═════ PROVIDED RECORDS
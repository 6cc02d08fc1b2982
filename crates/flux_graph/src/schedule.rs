// SPDX-License-Identifier: MIT OR Apache-2.0
//! Execution order of the nodes in one block.

use crate::block::BlockId;
use crate::graph::Program;
use crate::node::NodeId;
use std::collections::HashSet;

/// Error when a block's nodes have no valid execution order
#[derive(Debug, Clone, Copy, PartialEq, Eq, thiserror::Error)]
#[error("Block {0:?} contains a cycle")]
pub struct CycleError(pub BlockId);

impl Program {
    /// Order the direct members of `block` so that every source of a
    /// connection owned by `block` precedes its destination.
    ///
    /// The walk starts from the terminal nodes (no outgoing connection owned
    /// by `block`) and inserts each node after its dependencies. A source
    /// living in a nested block stands for the member node that encloses it;
    /// sources that never resolve to a member are provided by an outer scope
    /// and ignored here.
    ///
    /// Nodes already placed are tracked globally, while the nodes on the
    /// current insertion path are tracked in a set copied on each descent
    /// and cleared for every terminal. Reaching a node already on the path
    /// is a cycle; reaching one placed via another path is not.
    pub fn node_order(&self, block: BlockId) -> Result<Vec<NodeId>, CycleError> {
        let Some(scope) = self.block(block) else {
            return Ok(Vec::new());
        };

        let terminals: Vec<NodeId> = scope
            .nodes()
            .filter(|node| {
                !self
                    .output_connections(*node)
                    .iter()
                    .any(|c| self.connection(*c).is_some_and(|c| c.block == block))
            })
            .collect();
        if terminals.is_empty() && !scope.is_empty() {
            return Err(CycleError(block));
        }

        let mut order = Vec::with_capacity(scope.node_count());
        let mut placed = HashSet::new();
        for terminal in terminals {
            if !self.insert_in_order(block, terminal, HashSet::new(), &mut placed, &mut order) {
                return Err(CycleError(block));
            }
        }
        Ok(order)
    }

    fn insert_in_order(
        &self,
        block: BlockId,
        node: NodeId,
        mut path: HashSet<NodeId>,
        placed: &mut HashSet<NodeId>,
        order: &mut Vec<NodeId>,
    ) -> bool {
        if !path.insert(node) {
            return false;
        }
        if !placed.insert(node) {
            return true;
        }

        for connection in self.input_connections(node) {
            let Some(connection) = self.connection(connection) else {
                continue;
            };
            if connection.block != block {
                continue;
            }
            let Some(source) = self
                .port_node(connection.source)
                .and_then(|n| self.resolve_member(block, n))
            else {
                continue;
            };
            if !self.insert_in_order(block, source, path.clone(), placed, order) {
                return false;
            }
        }
        order.push(node);
        true
    }
}

#[cfg(test)]
mod tests {
    use super::*;
    use crate::node::NodeKind;
    use crate::port::{PortId, PortSpec};
    use crate::types::ValueType;

    fn call(program: &mut Program, block: BlockId, name: &str, inputs: usize, outputs: usize) -> NodeId {
        program
            .add_call(
                block,
                name,
                vec![PortSpec::unnamed(ValueType::int()); inputs],
                vec![PortSpec::unnamed(ValueType::int()); outputs],
            )
            .unwrap()
    }

    fn out(program: &Program, node: NodeId, index: usize) -> PortId {
        program.node(node).unwrap().outputs[index].id
    }

    fn inp(program: &Program, node: NodeId, index: usize) -> PortId {
        program.node(node).unwrap().inputs[index].id
    }

    fn wire(program: &mut Program, from: NodeId, output: usize, to: NodeId, input: usize) {
        let (source, destination) = (out(program, from, output), inp(program, to, input));
        program.connect(source, destination).unwrap();
    }

    fn assert_valid_order(program: &Program, block: BlockId, order: &[NodeId]) {
        let members: Vec<NodeId> = program.block(block).unwrap().nodes().collect();
        assert_eq!(order.len(), members.len());
        for member in &members {
            assert_eq!(order.iter().filter(|n| *n == member).count(), 1);
        }
        let index = |n: NodeId| order.iter().position(|o| *o == n).unwrap();
        for connection in program.block(block).unwrap().connections() {
            let connection = program.connection(connection).unwrap();
            let src = program.resolve_member(block, program.port_node(connection.source).unwrap());
            let dst = program.resolve_member(block, program.port_node(connection.destination).unwrap());
            if let (Some(src), Some(dst)) = (src, dst) {
                assert!(index(src) < index(dst));
            }
        }
    }

    #[test]
    fn test_simple_chain() {
        let mut program = Program::new();
        let root = program.root();
        let b = call(&mut program, root, "b", 1, 0);
        let a = call(&mut program, root, "a", 0, 1);
        wire(&mut program, a, 0, b, 0);

        assert_eq!(program.node_order(root).unwrap(), vec![a, b]);
    }

    #[test]
    fn test_two_node_cycle() {
        let mut program = Program::new();
        let root = program.root();
        let a = call(&mut program, root, "a", 1, 1);
        let b = call(&mut program, root, "b", 1, 1);
        wire(&mut program, a, 0, b, 0);
        wire(&mut program, b, 0, a, 0);

        assert_eq!(program.node_order(root), Err(CycleError(root)));
    }

    #[test]
    fn test_cycle_behind_terminal() {
        let mut program = Program::new();
        let root = program.root();
        let a = call(&mut program, root, "a", 1, 1);
        let b = call(&mut program, root, "b", 1, 2);
        let sink = call(&mut program, root, "sink", 1, 0);
        wire(&mut program, a, 0, b, 0);
        wire(&mut program, b, 0, a, 0);
        wire(&mut program, b, 1, sink, 0);

        assert_eq!(program.node_order(root), Err(CycleError(root)));
    }

    #[test]
    fn test_self_dependency() {
        let mut program = Program::new();
        let root = program.root();
        let a = call(&mut program, root, "a", 1, 2);
        let sink = call(&mut program, root, "sink", 1, 0);
        wire(&mut program, a, 0, a, 0);
        wire(&mut program, a, 1, sink, 0);

        assert_eq!(program.node_order(root), Err(CycleError(root)));
    }

    #[test]
    fn test_diamond_is_not_a_cycle() {
        let mut program = Program::new();
        let root = program.root();
        let a = call(&mut program, root, "a", 0, 1);
        let b = call(&mut program, root, "b", 1, 1);
        let c = call(&mut program, root, "c", 1, 1);
        let d = call(&mut program, root, "d", 2, 0);
        wire(&mut program, a, 0, b, 0);
        wire(&mut program, a, 0, c, 0);
        wire(&mut program, b, 0, d, 0);
        wire(&mut program, c, 0, d, 1);

        let order = program.node_order(root).unwrap();
        assert_eq!(order, vec![a, b, c, d]);
        assert_valid_order(&program, root, &order);
    }

    #[test]
    fn test_shared_source_across_terminals() {
        let mut program = Program::new();
        let root = program.root();
        let a = call(&mut program, root, "a", 0, 1);
        let x = call(&mut program, root, "x", 1, 0);
        let y = call(&mut program, root, "y", 1, 0);
        let lone = call(&mut program, root, "lone", 0, 0);
        wire(&mut program, a, 0, x, 0);
        wire(&mut program, a, 0, y, 0);

        let order = program.node_order(root).unwrap();
        assert_eq!(order, vec![a, x, y, lone]);
        assert_valid_order(&program, root, &order);
    }

    #[test]
    fn test_empty_and_disconnected_blocks() {
        let mut program = Program::new();
        let root = program.root();
        assert_eq!(program.node_order(root).unwrap(), Vec::new());

        let a = call(&mut program, root, "a", 0, 0);
        let b = call(&mut program, root, "b", 0, 0);
        assert_eq!(program.node_order(root).unwrap(), vec![a, b]);
    }

    #[test]
    fn test_nested_sources_resolve_to_branch() {
        let mut program = Program::new();
        let root = program.root();
        let branch = program.add_branch(root).unwrap();
        let NodeKind::Branch { true_block, .. } = program.node(branch).unwrap().kind.clone() else {
            panic!("expected branch");
        };
        let q = call(&mut program, root, "q", 1, 0);
        let p = call(&mut program, root, "p", 0, 1);
        let c = call(&mut program, true_block, "c", 1, 1);
        wire(&mut program, p, 0, c, 0);
        wire(&mut program, c, 0, q, 0);

        let order = program.node_order(root).unwrap();
        assert_eq!(order, vec![p, branch, q]);
        assert_valid_order(&program, root, &order);
        assert_eq!(program.node_order(true_block).unwrap(), vec![c]);
    }

    #[test]
    fn test_branch_feeding_its_own_condition() {
        let mut program = Program::new();
        let root = program.root();
        let branch = program.add_branch(root).unwrap();
        let NodeKind::Branch { true_block, .. } = program.node(branch).unwrap().kind.clone() else {
            panic!("expected branch");
        };
        let c = program
            .add_call(true_block, "c", Vec::new(), vec![PortSpec::unnamed(ValueType::bool())])
            .unwrap();
        wire(&mut program, c, 0, branch, 0);

        assert_eq!(program.node_order(root), Err(CycleError(root)));
    }
}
══════════
** EXERCISE DESCRIPTION **
Pull each line that includes the word "PortId" out of the material above.

** TASK ANSWER **
    use crate::port::{PortId, PortSpec};
    fn out(program: &Program, node: NodeId, index: usize) -> PortId {
    fn inp(program: &Program, node: NodeId, index: usize) -> PortId {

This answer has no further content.